I can't download these *.PDF files with HP TouchPad when in a attachment it needs to be a link where it is so I can download.

Jack


----------



## TheGuardian

As far as the yield information of CPU's in the file, are these the yields of the pins, or the amount of gold the CPU has in its entirety?


----------



## victorz

TheGuardian said:


> As far as the yield information of CPU's in the file, are these the yields of the pins, or the amount of gold the CPU has in its entirety?



Why would you want to yield just pins? What about caps? Substrates? Gold wires, etc? That sounds like a weird question. In Notes in the document I pointed out that the ceramics should be crushed and milled by a ball crusher / mill, in order to get even the least accessible gold - molded in the ceramics! LOL



jmdlcar said:


> I can't download these *.PDF files with HP TouchPad when in a attachment it needs to be a link where it is so I can download.
> 
> Jack



Jack, I am sorry for your TouchPad! If it does have Android on it, I would recommend installing Dolphin HD WEB Browser, and you will be good to go!


----------



## CBentre

Nice! just what I was looking for.
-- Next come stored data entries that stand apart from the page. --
//! Error types for curve operations.
//!
//! Every [`CurveError`] falls into one of three [`ErrorKind`]s: problems
//! with the data a curve is built from, queries a curve cannot answer, and
//! numerical failures. Nothing is retried; errors surface at the offending
//! call.

use tenor_core::error::CoreError;
use tenor_core::types::Date;
use tenor_math::error::MathError;
use thiserror::Error;

/// A specialized Result type for curve operations.
pub type CurveResult<T> = Result<T, CurveError>;

/// Broad classification of curve errors.
#[derive(Debug, Clone, Copy, PartialEq, Eq, Hash)]
pub enum ErrorKind {
    /// Invalid data or definition supplied when building a curve.
    Construction,
    /// A query outside what the curve can answer.
    Domain,
    /// A numerical failure such as a singular spline system.
    Arithmetic,
}

/// Error types for curve operations.
#[derive(Error, Debug, Clone, PartialEq)]
pub enum CurveError {
    /// Vertex arrays have different lengths.
    #[error("Vertex length mismatch: {dtm} days to maturity vs {zero_rates} zero rates")]
    LengthMismatch {
        /// Number of days-to-maturity values.
        dtm: usize,
        /// Number of zero rates.
        zero_rates: usize,
    },

    /// Not enough vertices.
    #[error("Insufficient points: need at least {required}, got {got}")]
    InsufficientPoints {
        /// Minimum number of points required.
        required: usize,
        /// Actual number of points provided.
        got: usize,
    },

    /// Days to maturity are not strictly increasing.
    #[error("Days to maturity must be strictly increasing: dtm[{index}] = {current} after {previous}")]
    NonMonotonicTenors {
        /// Index of the offending vertex.
        index: usize,
        /// Value at index - 1.
        previous: i64,
        /// Value at index.
        current: i64,
    },

    /// A vertex lies before the observation date.
    #[error("Negative days to maturity: dtm[{index}] = {dtm}")]
    NegativeTenor {
        /// Index of the offending vertex.
        index: usize,
        /// The negative value.
        dtm: i64,
    },

    /// A parametric model received the wrong number of parameters.
    #[error("{method} requires {expected} parameters, got {got}")]
    ParameterArity {
        /// Name of the method.
        method: String,
        /// Number of parameters the method takes.
        expected: usize,
        /// Number of parameters supplied.
        got: usize,
    },

    /// The curve definition is invalid.
    #[error("Invalid curve: {reason}")]
    InvalidCurve {
        /// Description of the problem.
        reason: String,
    },

    /// Curves combined together do not share an observation date.
    #[error("Observation date mismatch: expected {expected}, got {got}")]
    ObservationDateMismatch {
        /// Observation date of the first curve.
        expected: Date,
        /// Observation date of the offending curve.
        got: Date,
    },

    /// Two curve definitions share a name.
    #[error("Duplicate curve name: {name}")]
    DuplicateCurve {
        /// The repeated name.
        name: String,
    },

    /// A curve definition could not be parsed.
    #[error("Config error: {reason}")]
    Config {
        /// Parser message.
        reason: String,
    },

    /// Query for a maturity before the observation date.
    #[error("Maturity {maturity} is before observation date {observation_date}")]
    MaturityBeforeObservation {
        /// The curve's observation date.
        observation_date: Date,
        /// The requested maturity.
        maturity: Date,
    },

    /// Forward start after the maturity.
    #[error("Forward date {forward_date} is after maturity {maturity}")]
    ForwardAfterMaturity {
        /// Start of the forward period.
        forward_date: Date,
        /// End of the forward period.
        maturity: Date,
    },

    /// Any other query the curve cannot answer.
    #[error("Domain error: {reason}")]
    Domain {
        /// Description of the problem.
        reason: String,
    },

    /// Numerical failure.
    #[error("Arithmetic error: {reason}")]
    Arithmetic {
        /// Description of the failure.
        reason: String,
    },

    /// Error from the core crate.
    #[error(transparent)]
    Core(#[from] CoreError),
}

impl CurveError {
    /// Creates an invalid curve error.
    #[must_use]
    pub fn invalid_curve(reason: impl Into<String>) -> Self {
        Self::InvalidCurve {
            reason: reason.into(),
        }
    }

    /// Creates a domain error.
    #[must_use]
    pub fn domain(reason: impl Into<String>) -> Self {
        Self::Domain {
            reason: reason.into(),
        }
    }

    /// Creates an arithmetic error.
    #[must_use]
    pub fn arithmetic(reason: impl Into<String>) -> Self {
        Self::Arithmetic {
            reason: reason.into(),
        }
    }

    /// Creates a config error.
    #[must_use]
    pub fn config(reason: impl Into<String>) -> Self {
        Self::Config {
            reason: reason.into(),
        }
    }

    /// Creates a parameter arity error.
    #[must_use]
    pub fn parameter_arity(method: impl Into<String>, expected: usize, got: usize) -> Self {
        Self::ParameterArity {
            method: method.into(),
            expected,
            got,
        }
    }

    /// Classifies the error.
    #[must_use]
    pub fn kind(&self) -> ErrorKind {
        match self {
            Self::MaturityBeforeObservation { .. }
            | Self::ForwardAfterMaturity { .. }
            | Self::Domain { .. }
            | Self::Core(CoreError::RateInversion { .. }) => ErrorKind::Domain,
            Self::Arithmetic { .. } => ErrorKind::Arithmetic,
            _ => ErrorKind::Construction,
        }
    }
}

impl From<MathError> for CurveError {
    fn from(err: MathError) -> Self {
        if err.is_arithmetic() {
            return Self::arithmetic(err.to_string());
        }
        match err {
            MathError::InsufficientData { required, actual } => Self::InsufficientPoints {
                required,
                got: actual,
            },
            other => Self::invalid_curve(other.to_string()),
        }
    }
}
Thanks


----------



## TheGuardian

I mostly am interested in the fiber CPU's besides removing the pins and subsequently the foils from them, what other processes are there to extract the gold in green fiber CPU's?


----------



## patnor1011

victorz said:


> patnor1011 said:
> 
> 
> 
> Very nice first post. I would not hesitate to pay few $ on ebay for this, it contain much more info than most of more expensive handbooks in there at the moment. 8)
> 
> 
> 
> 
> I actually bought some stuff from you on eBay today.  You can credit my payment back to my PayPal account. LOL
Click to expand...


No problem with that. But I will have to break in post office drop box first, to retrieve my package as I have put it there couple hours ago. :mrgreen: :lol:
Thanks.


----------



## victorz

Would you guys want more of useful info added into the document? I am just full of ideas. This document is not regarding refining. Just the first step - buy right stuff for right price.

Will upload one more revision to my original post.

If anybody wants to add or correct anything, please contact me.


----------



## jimdoc

victorz said:


> Would you guys want more of useful info added into the document? I am just full of ideas. This document is not regarding refining. Just the first step - buy right stuff for right price.
> 
> Will upload one more revision to my original post.
> 
> If anybody wants to add or correct anything, please contact me.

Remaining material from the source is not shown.